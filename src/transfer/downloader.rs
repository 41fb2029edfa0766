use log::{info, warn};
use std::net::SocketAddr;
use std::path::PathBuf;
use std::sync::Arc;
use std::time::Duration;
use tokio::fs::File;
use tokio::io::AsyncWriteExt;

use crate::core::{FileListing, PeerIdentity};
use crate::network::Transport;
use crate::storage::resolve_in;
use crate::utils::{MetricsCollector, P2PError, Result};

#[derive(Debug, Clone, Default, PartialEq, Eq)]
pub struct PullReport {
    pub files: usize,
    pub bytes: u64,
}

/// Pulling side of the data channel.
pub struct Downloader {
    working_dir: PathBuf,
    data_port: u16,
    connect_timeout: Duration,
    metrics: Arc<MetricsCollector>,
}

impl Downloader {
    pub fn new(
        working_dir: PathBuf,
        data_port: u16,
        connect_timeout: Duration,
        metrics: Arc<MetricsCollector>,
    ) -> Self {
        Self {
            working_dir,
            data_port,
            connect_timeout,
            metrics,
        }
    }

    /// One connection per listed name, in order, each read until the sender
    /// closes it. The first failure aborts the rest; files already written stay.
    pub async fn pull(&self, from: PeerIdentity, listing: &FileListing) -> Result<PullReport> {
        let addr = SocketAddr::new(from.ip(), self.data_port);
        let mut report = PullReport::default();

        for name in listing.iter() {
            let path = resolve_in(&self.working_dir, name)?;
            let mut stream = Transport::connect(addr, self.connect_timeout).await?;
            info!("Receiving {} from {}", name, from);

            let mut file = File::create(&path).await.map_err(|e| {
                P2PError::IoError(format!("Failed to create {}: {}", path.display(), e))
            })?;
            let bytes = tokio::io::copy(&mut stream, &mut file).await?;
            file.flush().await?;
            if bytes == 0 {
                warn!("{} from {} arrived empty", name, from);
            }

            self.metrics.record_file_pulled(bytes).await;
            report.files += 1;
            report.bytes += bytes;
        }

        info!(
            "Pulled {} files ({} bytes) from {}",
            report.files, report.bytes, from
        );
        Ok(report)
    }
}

(BRIEF)
Copy word for word the stretch of entries above from the line that has "let mut report" through the line that has "let mut file", both ends included, and nothing outside it.

(RESULT FOR THIS TASK)
        let mut report = PullReport::default();

        for name in listing.iter() {
            let path = resolve_in(&self.working_dir, name)?;
            let mut stream = Transport::connect(addr, self.connect_timeout).await?;
            info!("Receiving {} from {}", name, from);

            let mut file = File::create(&path).await.map_err(|e| {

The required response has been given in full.